To create an IPDB data source event source group:
- In the Security Analytics menu, click Dashboard > Reports.
The Manage tab is displayed.
- Create a rule group for event source lists (for example, Aix_Devicelst) See the topic Add a Rule Group in the Reporting Guide.
- Create a rule (for example, AIX DEVICELIST) to get a list of the event source address from which you want the IPDB data source to pull data. See the topic Define a Rule in the Reporting Guide.The following example is a rule that creates an event source list address from the NIC domain, ESIPDB site, ESIPDB-ES node and AIX service type.
Note: You must use the format domain:site:node:device-type to specify the Event Source format (see IPDB Event Source Specification in the Reporting Guide). For example, NIC:ESIPDB:ESIPDB-ES:AIX. The Event Source specification and WHERE clause must be same.
- Add a list. See the topic Add a List in the Reporting Guide. You may not add any values to the list. For example: DEVICE LIST.
- Create a report and add the rule with the rule AIX DEVICELIST.
Schedule a report with output to a list as shown below.
When you run the report (rule), Security Analytics populates the output into the list.
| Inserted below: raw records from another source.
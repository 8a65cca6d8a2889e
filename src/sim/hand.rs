//! The lava hand
//!
//! A single grab-zone actor over the pit between the banks. It wakes
//! when the player strays into the zone, rises, and on contact drags
//! the player down while flaps are weakened. Escape is flapping clear
//! of the zone top. Everything here is deterministic; the hand never
//! rolls the dice.

use super::state::{GameState, HAND_HEIGHT, HAND_HOME, HAND_WIDTH, HandMode, PlayerMode};

/// Rise and retreat speed, px per frame
const HAND_SPEED: i32 = 3;
/// Downward drag applied to a clutched player, px per frame
const HAND_PULL: i32 = 2;

pub fn handle_hand(state: &mut GameState) {
    match state.hand.mode {
        HandMode::Idle => {
            if state.player.mode != PlayerMode::Bones
                && state.player.dest.intersects(&state.hand.grab_zone)
            {
                state.hand.mode = HandMode::Reaching;
            }
        }
        HandMode::Reaching => handle_reaching(state),
        HandMode::Clutching => handle_clutching(state),
    }
}

fn handle_reaching(state: &mut GameState) {
    let player_in_zone = state.player.mode != PlayerMode::Bones
        && state.player.dest.intersects(&state.hand.grab_zone);

    if player_in_zone {
        let tx = state.player.dest.center_h() - HAND_WIDTH / 2;
        let ty = state.player.dest.bottom - HAND_HEIGHT / 2;
        step_toward(state, tx, ty);
        if state.hand.dest.intersects(&state.player.dest) {
            state.hand.mode = HandMode::Clutching;
        }
    } else {
        // Sink back under the lava
        step_toward(state, HAND_HOME.left, HAND_HOME.top);
        if state.hand.dest == HAND_HOME {
            state.hand.mode = HandMode::Idle;
        }
    }
}

fn handle_clutching(state: &mut GameState) {
    let escaped = state.player.dest.bottom < state.hand.grab_zone.top;
    if escaped || state.player.mode == PlayerMode::Bones {
        state.hand.mode = HandMode::Reaching;
        return;
    }

    // Drag the player down and stay attached
    let p = &mut state.player;
    p.clutched = true;
    p.v += HAND_PULL;
    p.v_vel = p.v_vel.max(0);
    p.sync_dest();

    let tx = state.player.dest.center_h() - HAND_WIDTH / 2;
    let ty = state.player.dest.bottom - HAND_HEIGHT / 2;
    state.hand.dest.move_to(tx, ty);
}

fn step_toward(state: &mut GameState, tx: i32, ty: i32) {
    let dx = (tx - state.hand.dest.left).clamp(-HAND_SPEED, HAND_SPEED);
    let dy = (ty - state.hand.dest.top).clamp(-HAND_SPEED, HAND_SPEED);
    state.hand.dest.offset(dx, dy);
}

#[cfg(test)]
mod tests {
    use super::*;
    use crate::sim::tick::new_game;

    fn playing_state() -> GameState {
        let mut state = GameState::new(9);
        new_game(&mut state);
        state.events.clear();
        state
    }

    fn drop_player_into_zone(state: &mut GameState) {
        let zone = state.hand.grab_zone;
        let p = &mut state.player;
        p.mode = PlayerMode::Flying;
        p.h = zone.center_h() - crate::consts::PLAYER_WIDTH / 2;
        p.v = zone.top + 4;
        p.v_vel = 0;
        p.sync_dest();
    }

    #[test]
    fn test_hand_wakes_when_player_enters_zone() {
        let mut state = playing_state();
        handle_hand(&mut state);
        assert_eq!(state.hand.mode, HandMode::Idle);

        drop_player_into_zone(&mut state);
        handle_hand(&mut state);
        assert_eq!(state.hand.mode, HandMode::Reaching);
    }

    #[test]
    fn test_hand_reaches_clutches_and_drags() {
        let mut state = playing_state();
        drop_player_into_zone(&mut state);

        for _ in 0..200 {
            handle_hand(&mut state);
            if state.hand.mode == HandMode::Clutching {
                break;
            }
        }
        assert_eq!(state.hand.mode, HandMode::Clutching);

        let v_before = state.player.v;
        handle_hand(&mut state);
        assert!(state.player.clutched);
        assert_eq!(state.player.v, v_before + HAND_PULL);
    }

    #[test]
    fn test_player_escapes_over_the_zone_top() {
        let mut state = playing_state();
        drop_player_into_zone(&mut state);
        for _ in 0..200 {
            handle_hand(&mut state);
            if state.hand.mode == HandMode::Clutching {
                break;
            }
        }

        // Flap clear of the zone
        let zone_top = state.hand.grab_zone.top;
        let p = &mut state.player;
        p.v = zone_top - crate::consts::PLAYER_HEIGHT - 2;
        p.sync_dest();

        handle_hand(&mut state);
        assert_eq!(state.hand.mode, HandMode::Reaching);

        // With the player gone the hand sinks home and goes idle
        for _ in 0..200 {
            handle_hand(&mut state);
            if state.hand.mode == HandMode::Idle {
                break;
            }
        }
        assert_eq!(state.hand.mode, HandMode::Idle);
        assert_eq!(state.hand.dest, HAND_HOME);
    }

    #[test]
    fn test_identical_runs_move_the_hand_identically() {
        let mut a = playing_state();
        let mut b = playing_state();
        drop_player_into_zone(&mut a);
        drop_player_into_zone(&mut b);
        for _ in 0..50 {
            handle_hand(&mut a);
            handle_hand(&mut b);
            assert_eq!(a.hand, b.hand);
        }
    }
}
When the report is run, Security Analytics populates the list. For example:
Use an IPDB Data Source Event Source List in a Report
To use an IPDB event source list in a report:
- Create a rule. See the topic Define a Rule in the Reporting Guide. Specify the list List of Services as the Event Source.
- Create a report with this rule. See the topic Add a Report in the Reporting Guide.
When you run the report, all the services in the list are used to generate the report.